I switched the tuba to my other hand. I tried to picture myself eight months hence, holding to my shaggy breast that sweet freakling, that tiny chimera, part Sara, part Grady, part some random efflorescence of the genes. I pictured a big-headed, hollow-eyed Edward Gorey baby, in an antique nightdress, with tight-clenched little fists and a vandalistic nature. Let’s say, I said to myself, just for the sake of argument, that bringing another beastly mutant Tripp into the world was not by definition a bad idea. How did one generally know if one wanted a baby or not? In all the time Emily and I had supposedly been trying to knock her up, it had never occurred to me to ask myself if I wanted our effort to succeed—maybe because in my heart I’d never believed that any relationship long exposed to the malign radiations of my character was actually capable of bearing any such fruit. Did one really feel the need for a child—as a craving in the nerves, a spiritual yearning, the haunting prickle of a lost limb?

I dragged the tuba back into the lobby and over to the information booth, which was staffed this evening by an elegant old volunteer in a striped smock. Her hair was silver and her nails were French-polished and she was wearing an emerald brooch. She was reading Q.’s third novel—the one about the sex-mad coroner—with a look of distasteful absorption.

“Do you have any babies in this hospital, by any chance?” I said, when she looked up. “You know, where you can look at them behind the glass?”

“Well,” she said, laying down the book, “yes, we have a nursery, but I don’t know—”

“It’s for a book I’m writing.”

“Oh? Are you a writer?” she said, interested now but eyeing the tuba suspiciously.

“I’m trying,” I said. I hoisted the tuba. “The symphony keeps me awfully busy.”

“Really! My husband and I went just last Friday night, how do you like that? Harold in Italy. Oh, we have regular tickets, I’m sure we must have seen—”

“Actually, it’s an orchestra in Ohio,” I said. “The, uh, Steubenville Philharmonic.”

“Oh.”

“We’re very small. We play a lot of weddings.”

She looked me over more carefully now. I gripped the front of my shirt where the button was missing and tried to look like I had a musical soul.
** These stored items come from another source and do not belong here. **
#![deny(
    unsafe_code,
    missing_docs,
    dead_code,
    unused_results,
    non_snake_case,
    unreachable_pub
)]

//! Per-ball bounce animation running on dedicated threads.
//!
//! Every ball owns one [`BounceAnimator`]. The animator's thread is spawned
//! the first time the ball starts bouncing and then idles when stopped, so
//! resuming is instant. The owner steers it through atomic flags and receives
//! offsets as [`BounceUpdate`] messages over an mpsc channel; the thread never
//! touches board state.

use std::{
    collections::BTreeMap,
    io,
    sync::{
        atomic::{AtomicBool, Ordering},
        mpsc::{self, Receiver, RecvTimeoutError, Sender},
        Arc,
    },
    thread::{self, JoinHandle},
    time::Duration,
};

use color_lines_core::{BallId, MAX_BOUNCE_OFFSET};
use log::{debug, warn};
use thiserror::Error;

const DEFAULT_TICK_INTERVAL: Duration = Duration::from_millis(30);
const DEFAULT_TEARDOWN_TIMEOUT: Duration = Duration::from_millis(500);

/// Configuration shared by every animator.
#[derive(Clone, Copy, Debug)]
pub struct Config {
    tick_interval: Duration,
    teardown_timeout: Duration,
}

impl Config {
    /// Creates a configuration with explicit cadence and teardown bound.
    #[must_use]
    pub const fn new(tick_interval: Duration, teardown_timeout: Duration) -> Self {
        Self {
            tick_interval,
            teardown_timeout,
        }
    }

    /// Time between two animation steps.
    #[must_use]
    pub const fn tick_interval(&self) -> Duration {
        self.tick_interval
    }

    /// Longest time an owner waits for an animator thread to exit.
    #[must_use]
    pub const fn teardown_timeout(&self) -> Duration {
        self.teardown_timeout
    }
}

impl Default for Config {
    fn default() -> Self {
        Self::new(DEFAULT_TICK_INTERVAL, DEFAULT_TEARDOWN_TIMEOUT)
    }
}

/// Offset reported by an animator after one step.
#[derive(Clone, Copy, Debug, PartialEq, Eq)]
pub struct BounceUpdate {
    /// Ball the animator belongs to.
    pub ball: BallId,
    /// New visual displacement, within `-MAX_BOUNCE_OFFSET..=MAX_BOUNCE_OFFSET`.
    pub offset: i32,
}

/// Errors raised while starting an animator.
#[derive(Debug, Error)]
pub enum AnimatorError {
    /// The operating system refused to spawn the animator thread.
    #[error("could not spawn bounce thread for ball {ball}")]
    Spawn {
        /// Ball whose animator failed to start.
        ball: u32,
        /// Underlying spawn failure.
        #[source]
        source: io::Error,
    },
}

/// How an animator thread ended when it was torn down.
#[derive(Clone, Copy, Debug, PartialEq, Eq)]
pub enum Teardown {
    /// The thread was never spawned.
    NotStarted,
    /// The thread confirmed its exit and was joined.
    Joined,
    /// The thread did not confirm its exit in time and was detached.
    TimedOut,
}

/// Oscillating offset that reflects at the bounce bounds.
#[derive(Clone, Copy, Debug, PartialEq, Eq)]
pub struct BounceMotion {
    offset: i32,
    direction: i32,
}

impl BounceMotion {
    /// Motion resting at zero and heading upwards.
    #[must_use]
    pub const fn new() -> Self {
        Self {
            offset: 0,
            direction: 1,
        }
    }

    /// Current offset.
    #[must_use]
    pub const fn offset(&self) -> i32 {
        self.offset
    }

    /// Advances one step and returns the new offset.
    pub fn advance(&mut self) -> i32 {
        let next = self.offset + self.direction;
        if next.abs() > MAX_BOUNCE_OFFSET {
            self.direction = -self.direction;
            self.offset += self.direction;
        } else {
            self.offset = next;
        }
        self.offset
    }
}

impl Default for BounceMotion {
    fn default() -> Self {
        Self::new()
    }
}

/// One spawned thread together with the flags only it observes.
///
/// Flags are never shared across spawns, so a thread detached after a
/// timed-out teardown keeps seeing its abort request.
#[derive(Debug)]
struct Worker {
    handle: JoinHandle<()>,
    finished: Receiver<()>,
    bouncing: Arc<AtomicBool>,
    abort: Arc<AtomicBool>,
}

/// Bounce animation unit owned by a single ball.
#[derive(Debug)]
pub struct BounceAnimator {
    ball: BallId,
    config: Config,
    updates: Sender<BounceUpdate>,
    worker: Option<Worker>,
}

impl BounceAnimator {
    /// Creates an idle animator that reports through `updates`.
    #[must_use]
    pub fn new(ball: BallId, config: Config, updates: Sender<BounceUpdate>) -> Self {
        Self {
            ball,
            config,
            updates,
            worker: None,
        }
    }

    /// Ball the animator belongs to.
    #[must_use]
    pub fn ball(&self) -> BallId {
        self.ball
    }

    /// Starts bouncing, spawning the thread on first use. Idempotent.
    pub fn start_bouncing(&mut self) -> Result<(), AnimatorError> {
        let worker = match self.worker.take() {
            Some(worker) => worker,
            None => self.spawn()?,
        };
        worker.bouncing.store(true, Ordering::Release);
        self.worker = Some(worker);
        Ok(())
    }

    /// Stops bouncing while keeping the thread alive. Idempotent.
    pub fn stop_bouncing(&self) {
        if let Some(worker) = &self.worker {
            worker.bouncing.store(false, Ordering::Release);
        }
    }

    /// Reports whether the animator is currently bouncing.
    #[must_use]
    pub fn is_bouncing(&self) -> bool {
        self.worker
            .as_ref()
            .is_some_and(|worker| worker.bouncing.load(Ordering::Acquire))
    }

    /// Reports whether the animator thread has been spawned and not torn down.
    #[must_use]
    pub fn is_running(&self) -> bool {
        self.worker.is_some()
    }

    /// Requests thread exit and waits, bounded, for confirmation.
    pub fn shutdown(&mut self) -> Teardown {
        self.request_abort();
        self.await_exit()
    }

    fn request_abort(&self) {
        if let Some(worker) = &self.worker {
            worker.abort.store(true, Ordering::Release);
            worker.bouncing.store(false, Ordering::Release);
        }
    }

    fn await_exit(&mut self) -> Teardown {
        let Some(worker) = self.worker.take() else {
            return Teardown::NotStarted;
        };

        match worker.finished.recv_timeout(self.config.teardown_timeout) {
            Ok(()) | Err(RecvTimeoutError::Disconnected) => {
                if worker.handle.join().is_err() {
                    warn!("bounce thread for ball {} panicked", self.ball.get());
                }
                Teardown::Joined
            }
            Err(RecvTimeoutError::Timeout) => {
                warn!(
                    "bounce thread for ball {} did not stop within {:?}; detaching it",
                    self.ball.get(),
                    self.config.teardown_timeout
                );
                Teardown::TimedOut
            }
        }
    }

    fn spawn(&self) -> Result<Worker, AnimatorError> {
        let (finished_tx, finished_rx) = mpsc::channel();
        let ball = self.ball;
        let interval = self.config.tick_interval;
        let bouncing = Arc::new(AtomicBool::new(false));
        let abort = Arc::new(AtomicBool::new(false));
        let thread_bouncing = Arc::clone(&bouncing);
        let thread_abort = Arc::clone(&abort);
        let updates = self.updates.clone();

        let handle = thread::Builder::new()
            .name(format!("bounce-{}", ball.get()))
            .spawn(move || {
                run(ball, interval, &thread_bouncing, &thread_abort, &updates);
                let _ = finished_tx.send(());
            })
            .map_err(|source| AnimatorError::Spawn {
                ball: ball.get(),
                source,
            })?;

        debug!("spawned bounce thread for ball {}", ball.get());
        Ok(Worker {
            handle,
            finished: finished_rx,
            bouncing,
            abort,
        })
    }
}

impl Drop for BounceAnimator {
    fn drop(&mut self) {
        let _ = self.shutdown();
    }
}

fn run(
    ball: BallId,
    interval: Duration,
    bouncing: &AtomicBool,
    abort: &AtomicBool,
    updates: &Sender<BounceUpdate>,
) {
    let mut motion = BounceMotion::new();
    while !abort.load(Ordering::Acquire) {
        if bouncing.load(Ordering::Acquire) {
            let offset = motion.advance();
            if updates.send(BounceUpdate { ball, offset }).is_err() {
                break;
            }
        }
        thread::sleep(interval);
    }
}

/// Registry of animators keyed by ball, owning the shared update channel.
#[derive(Debug)]
pub struct BounceAnimators {
    config: Config,
    animators: BTreeMap<BallId, BounceAnimator>,
    sender: Sender<BounceUpdate>,
    receiver: Receiver<BounceUpdate>,
}

impl BounceAnimators {
    /// Creates an empty registry.
    #[must_use]
    pub fn new(config: Config) -> Self {
        let (sender, receiver) = mpsc::channel();
        Self {
            config,
            animators: BTreeMap::new(),
            sender,
            receiver,
        }
    }

    /// Aligns the registry with the balls on the board.
    ///
    /// Missing balls receive an idle animator; animators of balls no longer
    /// present are torn down before this returns. Returns the number of
    /// threads that had to be detached.
    pub fn sync<I>(&mut self, balls: I) -> usize
    where
        I: IntoIterator<Item = BallId>,
    {
        let present: Vec<BallId> = balls.into_iter().collect();
        let stale: Vec<BallId> = self
            .animators
            .keys()
            .copied()
            .filter(|ball| !present.contains(ball))
            .collect();
        let leaked = self.teardown(&stale);

        for ball in present {
            let _ = self
                .animators
                .entry(ball)
                .or_insert_with(|| BounceAnimator::new(ball, self.config, self.sender.clone()));
        }
        leaked
    }

    /// Starts bouncing `ball`, creating its animator if needed.
    pub fn start(&mut self, ball: BallId) -> Result<(), AnimatorError> {
        let config = self.config;
        let sender = &self.sender;
        self.animators
            .entry(ball)
            .or_insert_with(|| BounceAnimator::new(ball, config, sender.clone()))
            .start_bouncing()
    }

    /// Stops bouncing `ball`, if it has an animator.
    pub fn stop(&self, ball: BallId) {
        if let Some(animator) = self.animators.get(&ball) {
            animator.stop_bouncing();
        }
    }

    /// Starts `ball` and stops every other animator.
    pub fn start_only(&mut self, ball: BallId) -> Result<(), AnimatorError> {
        for (id, animator) in &self.animators {
            if *id != ball {
                animator.stop_bouncing();
            }
        }
        self.start(ball)
    }

    /// Stops every animator without tearing any down.
    pub fn stop_all(&self) {
        for animator in self.animators.values() {
            animator.stop_bouncing();
        }
    }

    /// Balls whose animators are currently bouncing.
    #[must_use]
    pub fn bouncing(&self) -> Vec<BallId> {
        self.animators
            .values()
            .filter(|animator| animator.is_bouncing())
            .map(BounceAnimator::ball)
            .collect()
    }

    /// Reports whether `ball` is currently bouncing.
    #[must_use]
    pub fn is_bouncing(&self, ball: BallId) -> bool {
        self.animators
            .get(&ball)
            .is_some_and(BounceAnimator::is_bouncing)
    }

    /// Number of animators held by the registry.
    #[must_use]
    pub fn len(&self) -> usize {
        self.animators.len()
    }

    /// Reports whether the registry holds no animators.
    #[must_use]
    pub fn is_empty(&self) -> bool {
        self.animators.is_empty()
    }

    /// Number of animator threads currently alive.
    #[must_use]
    pub fn running(&self) -> usize {
        self.animators
            .values()
            .filter(|animator| animator.is_running())
            .count()
    }

    /// Collects every update delivered since the previous drain.
    #[must_use]
    pub fn drain(&self) -> Vec<BounceUpdate> {
        self.receiver.try_iter().collect()
    }

    /// Tears down every animator and discards updates still in flight.
    ///
    /// Returns the number of threads that had to be detached.
    pub fn shutdown_all(&mut self) -> usize {
        let all: Vec<BallId> = self.animators.keys().copied().collect();
        let leaked = self.teardown(&all);
        let discarded = self.receiver.try_iter().count();
        if discarded > 0 {
            debug!("discarded {discarded} bounce updates after teardown");
        }
        leaked
    }

    fn teardown(&mut self, balls: &[BallId]) -> usize {
        let mut removed: Vec<BounceAnimator> = balls
            .iter()
            .filter_map(|ball| self.animators.remove(ball))
            .collect();

        // Signal every thread before waiting so the waits overlap.
        for animator in &removed {
            animator.request_abort();
        }
        removed
            .iter_mut()
            .map(BounceAnimator::await_exit)
            .filter(|outcome| *outcome == Teardown::TimedOut)
            .count()
    }
}

impl Default for BounceAnimators {
    fn default() -> Self {
        Self::new(Config::default())
    }
}

#[cfg(test)]
mod tests {
    use super::*;

    #[test]
    fn motion_reflects_within_bounds() {
        let mut motion = BounceMotion::new();
        let offsets: Vec<i32> = (0..12).map(|_| motion.advance()).collect();
        assert_eq!(offsets, vec![1, 2, 3, 4, 5, 4, 3, 2, 1, 0, -1, -2]);

        for _ in 0..100 {
            let offset = motion.advance();
            assert!((-MAX_BOUNCE_OFFSET..=MAX_BOUNCE_OFFSET).contains(&offset));
        }
    }

    #[test]
    fn idle_animator_has_no_thread() {
        let (sender, _receiver) = mpsc::channel();
        let mut animator = BounceAnimator::new(BallId::new(1), Config::default(), sender);
        assert!(!animator.is_running());
        animator.stop_bouncing();
        assert_eq!(animator.shutdown(), Teardown::NotStarted);
    }

    #[test]
    fn sync_creates_and_removes_animators() {
        let mut animators = BounceAnimators::default();
        assert_eq!(animators.sync([BallId::new(1), BallId::new(2)]), 0);
        assert_eq!(animators.len(), 2);

        assert_eq!(animators.sync([BallId::new(2), BallId::new(3)]), 0);
        assert_eq!(animators.len(), 2);
        assert!(!animators.is_bouncing(BallId::new(1)));
        assert_eq!(animators.running(), 0);
    }
}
“Fifth floor,” she said at last.

So the tuba and I went to take a look at the babies. There were only two on display at the moment, lying there in their glass crates like a couple of large squirming turnips. A man I presumed to be the father of one of them was leaning against the observation window, an old guy like me, sawdust on his trousers, hair Brylcreemed, his shop foreman’s face beefy and half asleep.